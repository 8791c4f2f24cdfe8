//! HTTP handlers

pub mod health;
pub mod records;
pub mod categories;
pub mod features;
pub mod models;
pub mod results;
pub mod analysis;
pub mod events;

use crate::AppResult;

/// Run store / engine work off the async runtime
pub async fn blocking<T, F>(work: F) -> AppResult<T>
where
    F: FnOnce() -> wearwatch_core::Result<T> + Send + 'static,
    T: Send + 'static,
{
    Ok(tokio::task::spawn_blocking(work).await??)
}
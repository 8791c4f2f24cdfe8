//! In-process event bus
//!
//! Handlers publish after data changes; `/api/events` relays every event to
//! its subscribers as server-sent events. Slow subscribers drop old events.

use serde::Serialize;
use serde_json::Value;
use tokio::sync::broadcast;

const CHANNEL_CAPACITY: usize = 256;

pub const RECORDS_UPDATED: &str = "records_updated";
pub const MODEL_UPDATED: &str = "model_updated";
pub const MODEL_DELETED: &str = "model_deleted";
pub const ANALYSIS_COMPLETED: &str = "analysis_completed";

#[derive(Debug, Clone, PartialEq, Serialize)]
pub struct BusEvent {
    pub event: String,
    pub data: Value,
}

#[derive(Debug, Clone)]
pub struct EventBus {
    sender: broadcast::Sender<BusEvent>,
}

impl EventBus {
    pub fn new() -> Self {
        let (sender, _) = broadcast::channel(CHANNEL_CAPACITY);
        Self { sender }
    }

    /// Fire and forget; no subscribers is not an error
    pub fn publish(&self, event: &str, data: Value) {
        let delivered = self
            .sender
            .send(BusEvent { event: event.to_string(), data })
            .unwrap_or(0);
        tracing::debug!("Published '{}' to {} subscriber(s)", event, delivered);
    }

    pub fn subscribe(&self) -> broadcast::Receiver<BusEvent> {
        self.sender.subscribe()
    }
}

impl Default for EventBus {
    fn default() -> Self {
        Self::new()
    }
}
----
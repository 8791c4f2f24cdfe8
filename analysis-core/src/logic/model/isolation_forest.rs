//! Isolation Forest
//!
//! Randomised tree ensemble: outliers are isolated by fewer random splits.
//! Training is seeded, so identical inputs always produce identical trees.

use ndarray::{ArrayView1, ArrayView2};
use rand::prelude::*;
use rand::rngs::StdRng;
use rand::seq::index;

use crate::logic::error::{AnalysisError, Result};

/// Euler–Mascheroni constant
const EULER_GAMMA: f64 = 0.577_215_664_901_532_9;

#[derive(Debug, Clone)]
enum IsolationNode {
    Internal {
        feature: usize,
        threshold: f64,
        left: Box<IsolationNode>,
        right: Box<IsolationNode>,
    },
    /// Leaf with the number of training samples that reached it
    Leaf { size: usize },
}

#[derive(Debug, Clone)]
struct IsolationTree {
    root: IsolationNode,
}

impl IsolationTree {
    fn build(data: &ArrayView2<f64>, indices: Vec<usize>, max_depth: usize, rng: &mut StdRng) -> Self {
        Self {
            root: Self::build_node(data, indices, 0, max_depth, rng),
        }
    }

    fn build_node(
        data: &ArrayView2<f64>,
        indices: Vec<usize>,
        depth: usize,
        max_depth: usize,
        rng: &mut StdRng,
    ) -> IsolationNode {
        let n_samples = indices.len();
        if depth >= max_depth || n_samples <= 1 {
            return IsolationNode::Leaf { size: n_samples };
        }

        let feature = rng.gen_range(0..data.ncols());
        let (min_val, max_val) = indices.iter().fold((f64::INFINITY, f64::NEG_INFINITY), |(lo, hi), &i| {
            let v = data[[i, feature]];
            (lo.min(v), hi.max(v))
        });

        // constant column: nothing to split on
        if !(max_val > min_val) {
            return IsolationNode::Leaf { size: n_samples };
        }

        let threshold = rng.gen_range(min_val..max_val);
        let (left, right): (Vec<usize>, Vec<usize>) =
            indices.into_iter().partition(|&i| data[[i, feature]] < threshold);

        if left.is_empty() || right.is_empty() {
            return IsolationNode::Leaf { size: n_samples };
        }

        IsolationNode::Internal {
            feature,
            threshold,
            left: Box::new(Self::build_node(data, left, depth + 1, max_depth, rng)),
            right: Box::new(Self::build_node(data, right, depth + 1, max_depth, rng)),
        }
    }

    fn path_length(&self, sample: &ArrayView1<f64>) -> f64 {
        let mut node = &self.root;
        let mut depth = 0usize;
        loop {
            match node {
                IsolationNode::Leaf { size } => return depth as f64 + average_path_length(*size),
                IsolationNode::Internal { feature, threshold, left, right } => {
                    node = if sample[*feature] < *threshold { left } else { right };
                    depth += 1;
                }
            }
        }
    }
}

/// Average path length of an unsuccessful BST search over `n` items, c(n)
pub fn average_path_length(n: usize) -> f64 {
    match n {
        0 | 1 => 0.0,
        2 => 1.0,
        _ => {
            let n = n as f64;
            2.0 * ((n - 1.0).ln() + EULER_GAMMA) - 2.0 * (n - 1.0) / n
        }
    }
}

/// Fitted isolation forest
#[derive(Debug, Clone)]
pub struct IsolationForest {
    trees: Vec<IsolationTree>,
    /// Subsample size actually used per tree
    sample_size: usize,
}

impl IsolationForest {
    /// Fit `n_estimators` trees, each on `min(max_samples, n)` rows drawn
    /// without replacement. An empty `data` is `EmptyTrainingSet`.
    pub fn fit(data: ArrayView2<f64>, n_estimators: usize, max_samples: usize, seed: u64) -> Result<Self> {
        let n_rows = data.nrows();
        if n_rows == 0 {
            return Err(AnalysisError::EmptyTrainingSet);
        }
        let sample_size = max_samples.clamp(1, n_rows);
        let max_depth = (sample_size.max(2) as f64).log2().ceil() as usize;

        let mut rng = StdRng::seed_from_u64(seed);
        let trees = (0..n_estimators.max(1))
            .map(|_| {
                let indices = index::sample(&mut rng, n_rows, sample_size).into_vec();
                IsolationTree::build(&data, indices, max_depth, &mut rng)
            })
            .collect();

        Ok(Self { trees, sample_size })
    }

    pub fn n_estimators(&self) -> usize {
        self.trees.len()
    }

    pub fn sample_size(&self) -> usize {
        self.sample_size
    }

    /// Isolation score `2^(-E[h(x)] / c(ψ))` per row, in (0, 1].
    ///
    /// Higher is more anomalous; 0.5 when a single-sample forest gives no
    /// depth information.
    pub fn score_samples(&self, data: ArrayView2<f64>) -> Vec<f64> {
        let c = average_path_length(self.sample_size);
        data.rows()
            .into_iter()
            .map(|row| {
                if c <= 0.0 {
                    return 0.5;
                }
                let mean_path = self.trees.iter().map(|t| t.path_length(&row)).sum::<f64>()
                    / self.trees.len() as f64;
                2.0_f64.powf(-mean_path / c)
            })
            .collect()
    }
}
----
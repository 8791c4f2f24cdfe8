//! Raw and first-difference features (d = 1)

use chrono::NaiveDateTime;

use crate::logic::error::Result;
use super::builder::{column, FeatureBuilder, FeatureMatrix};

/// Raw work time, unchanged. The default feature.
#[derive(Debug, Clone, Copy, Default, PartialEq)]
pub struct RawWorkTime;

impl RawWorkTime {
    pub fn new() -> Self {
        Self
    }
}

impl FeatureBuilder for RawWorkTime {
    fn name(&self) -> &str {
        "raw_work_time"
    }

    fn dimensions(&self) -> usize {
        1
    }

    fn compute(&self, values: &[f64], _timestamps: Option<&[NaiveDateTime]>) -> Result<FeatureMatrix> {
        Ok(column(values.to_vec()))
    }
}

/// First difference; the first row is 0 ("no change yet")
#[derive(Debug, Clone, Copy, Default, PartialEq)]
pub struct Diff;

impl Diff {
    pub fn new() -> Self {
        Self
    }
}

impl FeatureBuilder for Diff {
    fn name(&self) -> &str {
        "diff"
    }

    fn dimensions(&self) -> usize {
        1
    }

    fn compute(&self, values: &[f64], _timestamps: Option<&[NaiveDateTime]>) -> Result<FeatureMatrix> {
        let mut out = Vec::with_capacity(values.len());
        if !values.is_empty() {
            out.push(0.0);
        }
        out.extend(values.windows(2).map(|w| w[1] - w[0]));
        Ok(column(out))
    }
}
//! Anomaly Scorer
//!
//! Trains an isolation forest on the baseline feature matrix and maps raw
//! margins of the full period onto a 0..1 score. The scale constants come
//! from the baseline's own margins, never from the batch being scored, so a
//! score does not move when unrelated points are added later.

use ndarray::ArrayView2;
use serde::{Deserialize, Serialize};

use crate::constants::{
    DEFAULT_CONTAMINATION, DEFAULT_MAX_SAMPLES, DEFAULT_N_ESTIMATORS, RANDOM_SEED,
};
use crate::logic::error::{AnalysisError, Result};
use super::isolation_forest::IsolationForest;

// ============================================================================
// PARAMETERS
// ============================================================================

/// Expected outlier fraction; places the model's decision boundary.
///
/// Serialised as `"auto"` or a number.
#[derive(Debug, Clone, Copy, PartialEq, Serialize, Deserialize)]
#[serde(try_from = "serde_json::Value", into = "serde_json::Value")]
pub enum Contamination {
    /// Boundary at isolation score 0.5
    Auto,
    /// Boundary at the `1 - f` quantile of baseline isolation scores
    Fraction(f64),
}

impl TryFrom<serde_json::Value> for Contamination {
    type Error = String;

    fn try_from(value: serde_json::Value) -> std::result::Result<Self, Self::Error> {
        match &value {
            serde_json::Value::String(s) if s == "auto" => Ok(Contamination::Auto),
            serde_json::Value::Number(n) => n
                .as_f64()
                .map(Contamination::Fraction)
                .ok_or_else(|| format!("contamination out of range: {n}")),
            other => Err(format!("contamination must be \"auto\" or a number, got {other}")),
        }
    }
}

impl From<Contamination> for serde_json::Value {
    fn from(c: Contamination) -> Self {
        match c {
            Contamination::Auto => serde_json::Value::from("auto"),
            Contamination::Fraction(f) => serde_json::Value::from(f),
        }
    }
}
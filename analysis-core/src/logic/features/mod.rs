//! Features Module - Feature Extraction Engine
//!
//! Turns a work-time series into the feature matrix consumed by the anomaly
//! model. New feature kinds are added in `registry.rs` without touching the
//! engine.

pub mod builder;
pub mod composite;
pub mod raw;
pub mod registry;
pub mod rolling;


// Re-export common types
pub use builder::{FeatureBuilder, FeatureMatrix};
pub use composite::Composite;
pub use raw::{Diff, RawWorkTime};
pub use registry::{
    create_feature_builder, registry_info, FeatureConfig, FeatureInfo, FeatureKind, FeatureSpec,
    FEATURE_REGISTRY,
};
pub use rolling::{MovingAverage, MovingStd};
----
Task goal:
Filter the records above, keeping each line that contains the word "StdRng".

Answer to the problem:
use rand::rngs::StdRng;
    fn build(data: &ArrayView2<f64>, indices: Vec<usize>, max_depth: usize, rng: &mut StdRng) -> Self {
        rng: &mut StdRng,
        let mut rng = StdRng::seed_from_u64(seed);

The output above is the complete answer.